>>>>
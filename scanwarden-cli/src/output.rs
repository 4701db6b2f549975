//! Output formatting abstraction for text vs JSON rendering
//!
//! All subcommand output flows through [`OutputWriter`] which handles format switching.
//! Progress lines go to stderr so that stdout stays machine-readable in JSON mode.

use std::io::Write;

use serde::Serialize;

use crate::cli::OutputFormat;
use crate::error::CliError;

/// Abstraction for writing CLI output in different formats.
///
/// Subcommand handlers call `writer.render(&payload)` where `payload`
/// implements both `Serialize` (for JSON) and `Render` (for text).
pub struct OutputWriter {
    format: OutputFormat,
}

impl OutputWriter {
    /// Create a new output writer with the specified format.
    ///
    /// # Examples
    ///
    /// ```no_run
    /// use scanwarden_cli::cli::OutputFormat;
    /// use scanwarden_cli::output::OutputWriter;
    ///
    /// let writer = OutputWriter::new(OutputFormat::Text);
    /// ```
    pub fn new(format: OutputFormat) -> Self {
        Self { format }
    }

    /// Selected output format.
    pub fn format(&self) -> OutputFormat {
        self.format
    }

    /// Render a payload to stdout.
    pub fn render<T: Render + Serialize>(&self, payload: &T) -> Result<(), CliError> {
        let stdout = std::io::stdout();
        let mut handle = stdout.lock();
        self.render_to(&mut handle, payload)
    }

    /// Render a payload to an arbitrary writer.
    ///
    /// For `Text` format, delegates to `Render::render_text()`.
    /// For `Json` format, serialises via `serde_json`.
    pub fn render_to<T: Render + Serialize>(
        &self,
        w: &mut dyn Write,
        payload: &T,
    ) -> Result<(), CliError> {
        match self.format {
            OutputFormat::Text => {
                payload.render_text(w)?;
            }
            OutputFormat::Json => {
                serde_json::to_writer_pretty(&mut *w, payload)?;
                writeln!(w)?;
            }
        }
        Ok(())
    }
}

/// Trait for human-readable text rendering.
///
/// Implemented by every CLI output payload alongside `serde::Serialize`.
pub trait Render {
    fn render_text(&self, w: &mut dyn Write) -> std::io::Result<()>;
}
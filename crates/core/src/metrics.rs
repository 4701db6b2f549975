//! 메트릭 상수 및 설명 등록
//!
//! 모든 Prometheus 메트릭의 이름과 설명을 중앙에서 정의합니다.
//! 엔진은 이 상수를 사용하여 `metrics::counter!()`, `metrics::gauge!()`,
//! `metrics::histogram!()` 매크로를 호출합니다.
//!
//! # 네이밍 컨벤션
//!
//! - 접두어: `scanwarden_scan_engine_`
//! - 접미어: `_total` (counter), `_seconds` (histogram), 없음 (gauge)
//!
//! # 사용 예시
//!
//! ```ignore
//! use metrics::counter;
//!
//! counter!(scanwarden_core::metrics::SCAN_JOBS_SUBMITTED_TOTAL).increment(1);
//! ```

// ─── 레이블 키 상수 ────────────────────────────────────────────────

/// 스캔 유형 레이블 키 (quick, stealth, comprehensive, discovery, custom)
pub const LABEL_SCAN_TYPE: &str = "scan_type";

/// 결과 레이블 키 (completed, error)
pub const LABEL_RESULT: &str = "result";

// ─── Scan Engine ──────────────────────────────────────────────────

/// 제출된 작업 수
pub const SCAN_JOBS_SUBMITTED_TOTAL: &str = "scanwarden_scan_engine_jobs_submitted_total";

/// 완료된 작업 수
pub const SCAN_JOBS_COMPLETED_TOTAL: &str = "scanwarden_scan_engine_jobs_completed_total";

/// 실패한 작업 수
pub const SCAN_JOBS_FAILED_TOTAL: &str = "scanwarden_scan_engine_jobs_failed_total";

/// 중지된 작업 수
pub const SCAN_JOBS_STOPPED_TOTAL: &str = "scanwarden_scan_engine_jobs_stopped_total";

/// 대기 중인 작업 수
pub const SCAN_QUEUE_DEPTH: &str = "scanwarden_scan_engine_queue_depth";

/// 작업 실행 시간
pub const SCAN_JOB_DURATION_SECONDS: &str = "scanwarden_scan_engine_job_duration_seconds";

/// XML 파싱 실패 수
pub const SCAN_PARSE_ERRORS_TOTAL: &str = "scanwarden_scan_engine_parse_errors_total";

/// 강제 종료(SIGKILL)로 승격된 중지 수
pub const SCAN_KILL_ESCALATIONS_TOTAL: &str = "scanwarden_scan_engine_kill_escalations_total";

/// 모든 메트릭의 설명을 등록합니다.
///
/// 레코더 설치 직후 한 번 호출합니다. 레코더가 없어도 패닉하지 않습니다.
pub fn describe_all() {
    use metrics::{describe_counter, describe_gauge, describe_histogram};

    describe_counter!(SCAN_JOBS_SUBMITTED_TOTAL, "Total number of submitted scan jobs");
    describe_counter!(
        SCAN_JOBS_COMPLETED_TOTAL,
        "Total number of scan jobs that produced a result"
    );
    describe_counter!(
        SCAN_JOBS_FAILED_TOTAL,
        "Total number of scan jobs that ended in error"
    );
    describe_counter!(
        SCAN_JOBS_STOPPED_TOTAL,
        "Total number of scan jobs stopped on request"
    );
    describe_gauge!(SCAN_QUEUE_DEPTH, "Number of scan jobs waiting in the queue");
    describe_histogram!(
        SCAN_JOB_DURATION_SECONDS,
        "Wall-clock duration of a scan job in seconds"
    );
    describe_counter!(
        SCAN_PARSE_ERRORS_TOTAL,
        "Total number of scan outputs that could not be parsed"
    );
    describe_counter!(
        SCAN_KILL_ESCALATIONS_TOTAL,
        "Total number of graceful stops escalated to a forced kill"
    );
}
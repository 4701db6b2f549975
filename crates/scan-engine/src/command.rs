//! 명령줄 빌더: `ScanConfig`를 nmap 실행 인자로 변환
//!
//! 플래그 순서는 고정입니다. 순서를 바꾸면 일부 플래그가 충돌합니다.
//!
//! 1. 타이밍 템플릿 (`-T4`)
//! 2. 병렬도 힌트 (`--min-parallelism N`, threads > 1 일 때만)
//! 3. 스캔 유형 플래그
//! 4. 탐지 플래그 (`-sV`, `-O`, `-sC`), 유형이 이미 포함하지 않는 것만
//! 5. 포트 범위 (`-p R`), Quick/Discovery 제외
//! 6. 대상 목록
//! 7. XML stdout 출력 (`-oX -`)
//!
//! 사용자 지정 명령(Custom + `custom_command`)은 POSIX 셸 규칙으로 토큰화하여
//! 인용된 인자를 보존하고, `-oX`가 없을 때만 XML 출력 플래그를 덧붙입니다.
//!
//! 셸을 거치지 않고 인자 벡터로 실행합니다. `Display`는 셸 인용 형태로 출력하므로
//! 출력 문자열을 다시 사용자 지정 명령으로 넣어도 같은 인자가 됩니다.

use std::borrow::Cow;
use std::fmt;

use scanwarden_core::config::{MAX_THREADS, is_timing_template};
use scanwarden_core::types::{ScanConfig, ScanType};

use crate::error::ScanEngineError;

/// 기본 실행 파일
pub const DEFAULT_PROGRAM: &str = "nmap";

/// 한 번에 스캔할 수 있는 최대 대상 수
pub const MAX_TARGETS: usize = 10_000;

/// XML 출력 플래그
const XML_FLAG: &str = "-oX";
/// XML 출력 대상 (stdout)
const XML_STDOUT: &str = "-";

/// 실행할 명령
#[derive(Debug, Clone, PartialEq, Eq)]
pub struct ScanCommand {
    /// 실행 파일
    pub program: String,
    /// 인자 목록
    pub args: Vec<String>,
}

impl ScanCommand {
    /// XML 출력 플래그가 포함되어 있는지 반환합니다.
    pub fn has_xml_output(&self) -> bool {
        self.args.iter().any(|arg| arg.starts_with(XML_FLAG))
    }
}

impl fmt::Display for ScanCommand {
    fn fmt(&self, f: &mut fmt::Formatter<'_>) -> fmt::Result {
        f.write_str(&quote(&self.program))?;
        for arg in &self.args {
            write!(f, " {}", quote(arg))?;
        }
        Ok(())
    }
}

// NUL 바이트는 인용할 수 없으므로 원문 그대로 출력
fn quote(word: &str) -> Cow<'_, str> {
    shlex::try_quote(word).unwrap_or(Cow::Borrowed(word))
}

/// `ScanConfig` → [`ScanCommand`] 변환기
///
/// 상태가 없는 순수 변환이며, 같은 입력에는 항상 같은 명령을 반환합니다.
#[derive(Debug, Clone)]
pub struct CommandBuilder {
    program: String,
}

impl Default for CommandBuilder {
    fn default() -> Self {
        Self::new(DEFAULT_PROGRAM)
    }
}

impl CommandBuilder {
    /// 실행 파일 경로를 지정하여 빌더를 생성합니다.
    pub fn new(program: impl Into<String>) -> Self {
        Self {
            program: program.into(),
        }
    }

    /// 실행 파일 경로
    pub fn program(&self) -> &str {
        &self.program
    }

    /// 스캔 설정으로 명령을 생성합니다.
    ///
    /// # Errors
    ///
    /// - 대상 목록이 비어 있으면 `ScanEngineError::EmptyTargets`
    /// - 대상, 타이밍, 병렬도, 포트 범위가 유효하지 않거나
    ///   Custom이 아닌 유형에 사용자 지정 명령이 있으면 `ScanEngineError::Config`
    pub fn build(&self, config: &ScanConfig) -> Result<ScanCommand, ScanEngineError> {
        validate_targets(&config.targets)?;

        let custom = config.effective_custom_command();
        if custom.is_some() && config.scan_type != ScanType::Custom {
            return Err(ScanEngineError::config(
                "custom_command",
                format!("only allowed with scan type 'custom', got '{}'", config.scan_type),
            ));
        }

        if let Some(custom) = custom {
            return self.build_custom(custom);
        }

        let mut args: Vec<String> = Vec::new();

        if let Some(timing) = config.timing_template.as_deref() {
            args.push(timing_flag(timing)?);
        }

        if config.threads > MAX_THREADS {
            return Err(ScanEngineError::config(
                "threads",
                format!("must be at most {MAX_THREADS}"),
            ));
        }
        if config.threads > 1 {
            args.push("--min-parallelism".to_owned());
            args.push(config.threads.to_string());
        }

        let base: &[&str] = match config.scan_type {
            ScanType::Quick => &["-F"],
            ScanType::Stealth | ScanType::Custom => &["-sS"],
            ScanType::Comprehensive => &["-sS", "-sV", "-O", "-A"],
            ScanType::Discovery => &["-sn"],
        };
        args.extend(base.iter().map(|flag| (*flag).to_owned()));

        if config.scan_type.accepts_port_options() {
            let detection = [
                (config.service_version, "-sV"),
                (config.os_detection, "-O"),
                (config.script_scan, "-sC"),
            ];
            for (enabled, flag) in detection {
                // -A 번들은 -sC를 포함
                let implied = base.contains(&flag)
                    || (flag == "-sC" && base.contains(&"-A"));
                if enabled && !implied {
                    args.push(flag.to_owned());
                }
            }

            if let Some(range) = config
                .port_range
                .as_deref()
                .map(str::trim)
                .filter(|r| !r.is_empty())
            {
                validate_port_range(range)?;
                args.push("-p".to_owned());
                args.push(range.to_owned());
            }
        }

        args.extend(config.targets.iter().map(|t| t.trim().to_owned()));
        args.push(XML_FLAG.to_owned());
        args.push(XML_STDOUT.to_owned());

        Ok(ScanCommand {
            program: self.program.clone(),
            args,
        })
    }

    fn build_custom(&self, custom: &str) -> Result<ScanCommand, ScanEngineError> {
        let tokens = shlex::split(custom).ok_or_else(|| {
            ScanEngineError::config("custom_command", "unbalanced quotes or trailing escape")
        })?;
        let mut tokens = tokens.into_iter();
        let mut args: Vec<String> = Vec::new();

        let program = match tokens.next() {
            Some(first) if first == DEFAULT_PROGRAM => self.program.clone(),
            Some(first) if first.starts_with('-') => {
                args.push(first);
                self.program.clone()
            }
            Some(first) => first,
            None => self.program.clone(),
        };
        args.extend(tokens);

        let mut command = ScanCommand { program, args };
        if !command.has_xml_output() {
            command.args.push(XML_FLAG.to_owned());
            command.args.push(XML_STDOUT.to_owned());
        }
        Ok(command)
    }
}

fn validate_targets(targets: &[String]) -> Result<(), ScanEngineError> {
    if targets.is_empty() {
        return Err(ScanEngineError::EmptyTargets);
    }

    if targets.len() > MAX_TARGETS {
        return Err(ScanEngineError::config(
            "targets",
            format!("at most {MAX_TARGETS} targets per scan, got {}", targets.len()),
        ));
    }

    for target in targets {
        let trimmed = target.trim();
        if trimmed.is_empty() {
            return Err(ScanEngineError::config("targets", "target must not be blank"));
        }
        // 옵션으로 해석되는 대상 차단
        if trimmed.starts_with('-') {
            return Err(ScanEngineError::config(
                "targets",
                format!("target '{trimmed}' must not start with '-'"),
            ));
        }
    }

    Ok(())
}

fn timing_flag(timing: &str) -> Result<String, ScanEngineError> {
    let token = timing.trim().trim_start_matches('-').to_uppercase();
    if !is_timing_template(&token) {
        return Err(ScanEngineError::config(
            "timing_template",
            format!("'{timing}' is not one of T0-T5"),
        ));
    }
    Ok(format!("-{token}"))
}

/// nmap 포트 범위 표현을 검증합니다.
///
/// `22`, `1-1000`, `22,80,443`, `T:80,U:53` 형식을 허용하며 포트는 1-65535 범위여야 합니다.
pub fn validate_port_range(range: &str) -> Result<(), ScanEngineError> {
    let invalid = |reason: String| ScanEngineError::config("port_range", reason);

    for segment in range.split(',') {
        let segment = segment.trim();
        let spec = ["T:", "U:", "S:"]
            .iter()
            .find_map(|prefix| segment.strip_prefix(prefix))
            .unwrap_or(segment);

        if spec.is_empty() {
            return Err(invalid(format!("empty segment in '{range}'")));
        }

        let (low, high) = match spec.split_once('-') {
            Some((low, high)) => (parse_port(low, range)?, parse_port(high, range)?),
            None => {
                let port = parse_port(spec, range)?;
                (port, port)
            }
        };

        if low > high {
            return Err(invalid(format!("descending range '{spec}' in '{range}'")));
        }
    }

    Ok(())
}

fn parse_port(value: &str, range: &str) -> Result<u16, ScanEngineError> {
    match value.trim().parse::<u16>() {
        Ok(port) if port >= 1 => Ok(port),
        _ => Err(ScanEngineError::config(
            "port_range",
            format!("'{value}' in '{range}' is not a port between 1 and 65535"),
        )),
    }
}
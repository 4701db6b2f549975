//! NSE 스크립트 출력 해석기
//!
//! OS/호스트명 요소가 없을 때 잘 알려진 호스트 스크립트 출력에서 값을 보충합니다.
//! 최선 노력 보강이며, 이미 값이 있으면 덮어쓰지 않습니다.
//!
//! - [`SmbOsDiscovery`]: `smb-os-discovery` (OS, FQDN, Computer name)
//! - [`Nbstat`]: `nbstat` (NetBIOS name)

use scanwarden_core::types::HostInfo;

/// 스크립트 출력 해석기 trait
pub trait ScriptInterpreter: Send + Sync {
    /// 담당하는 스크립트 ID
    fn script_id(&self) -> &'static str;

    /// 스크립트 출력으로 호스트 정보를 보충합니다.
    fn apply(&self, output: &str, host: &mut HostInfo);
}

/// 기본 해석기 목록
pub fn default_interpreters() -> Vec<Box<dyn ScriptInterpreter>> {
    vec![Box::new(SmbOsDiscovery), Box::new(Nbstat)]
}

/// `smb-os-discovery` 해석기
#[derive(Debug, Clone, Copy, Default)]
pub struct SmbOsDiscovery;

impl ScriptInterpreter for SmbOsDiscovery {
    fn script_id(&self) -> &'static str {
        "smb-os-discovery"
    }

    fn apply(&self, output: &str, host: &mut HostInfo) {
        let mut os = None;
        let mut fqdn = None;
        let mut computer = None;

        for line in output.lines() {
            let line = line.trim();
            if let Some(value) = field(line, "OS:") {
                os.get_or_insert(value);
            } else if let Some(value) = field(line, "FQDN:") {
                fqdn.get_or_insert(value);
            } else if let Some(value) = field(line, "Computer name:") {
                computer.get_or_insert(value);
            }
        }

        if host.os_family.is_none() {
            host.os_family = os;
        }
        if host.hostname.is_none() {
            host.hostname = fqdn.or(computer);
        }
    }
}

/// `nbstat` 해석기
#[derive(Debug, Clone, Copy, Default)]
pub struct Nbstat;

impl ScriptInterpreter for Nbstat {
    fn script_id(&self) -> &'static str {
        "nbstat"
    }

    fn apply(&self, output: &str, host: &mut HostInfo) {
        if host.hostname.is_some() {
            return;
        }

        let name = output.find("NetBIOS name:").and_then(|idx| {
            let rest = &output[idx + "NetBIOS name:".len()..];
            let end = rest.find([',', '\n']).unwrap_or(rest.len());
            clean(&rest[..end])
        });

        if let Some(name) = name {
            host.hostname = Some(name);
        }
    }
}

fn field(line: &str, prefix: &str) -> Option<String> {
    line.strip_prefix(prefix).and_then(clean)
}

fn clean(value: &str) -> Option<String> {
    let value = value.trim().trim_end_matches('\0').trim();
    if value.is_empty() || value == "<unknown>" {
        None
    } else {
        Some(value.to_owned())
    }
}

#[cfg(test)]
mod tests {
    use super::*;

    fn host() -> HostInfo {
        HostInfo::new("192.168.1.10".parse().unwrap())
    }

    const SMB_OUTPUT: &str = "\n  OS: Windows 10 Pro 19045 (Windows 10 Pro 6.3)\n  OS CPE: cpe:/o:microsoft:windows_10::-\n  Computer name: DESKTOP-ABC\n  NetBIOS computer name: DESKTOP-ABC\\x00\n  Domain name: corp.local\n  FQDN: DESKTOP-ABC.corp.local\n  System time: 2024-01-01T10:00:00+00:00\n";

    #[test]
    fn smb_os_discovery_backfills() {
        let mut host = host();
        SmbOsDiscovery.apply(SMB_OUTPUT, &mut host);
        assert_eq!(
            host.os_family.as_deref(),
            Some("Windows 10 Pro 19045 (Windows 10 Pro 6.3)")
        );
        assert_eq!(host.hostname.as_deref(), Some("DESKTOP-ABC.corp.local"));
    }

    #[test]
    fn smb_os_discovery_keeps_existing_values() {
        let mut host = host();
        host.os_family = Some("Linux 5.X".to_owned());
        host.hostname = Some("known".to_owned());
        SmbOsDiscovery.apply(SMB_OUTPUT, &mut host);
        assert_eq!(host.os_family.as_deref(), Some("Linux 5.X"));
        assert_eq!(host.hostname.as_deref(), Some("known"));
    }

    #[test]
    fn smb_falls_back_to_computer_name() {
        let mut host = host();
        SmbOsDiscovery.apply("  Computer name: FILESRV\n", &mut host);
        assert_eq!(host.hostname.as_deref(), Some("FILESRV"));
        assert!(host.os_family.is_none());
    }

    #[test]
    fn nbstat_backfills_hostname() {
        let mut host = host();
        Nbstat.apply(
            "NetBIOS name: PRINTER01, NetBIOS user: <unknown>, NetBIOS MAC: 00:11:22:33:44:55 (HP)",
            &mut host,
        );
        assert_eq!(host.hostname.as_deref(), Some("PRINTER01"));
    }

    #[test]
    fn nbstat_ignores_unknown_name() {
        let mut host = host();
        Nbstat.apply("NetBIOS name: <unknown>, NetBIOS user: x", &mut host);
        assert!(host.hostname.is_none());
    }

    #[test]
    fn default_interpreters_cover_both_scripts() {
        let ids: Vec<_> = default_interpreters().iter().map(|i| i.script_id()).collect();
        assert_eq!(ids, vec!["smb-os-discovery", "nbstat"]);
    }
}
<<<<
**Exercise brief**
Using the data above, tally each line that has the string "user" and report only the sum.

**Solution for this task**
2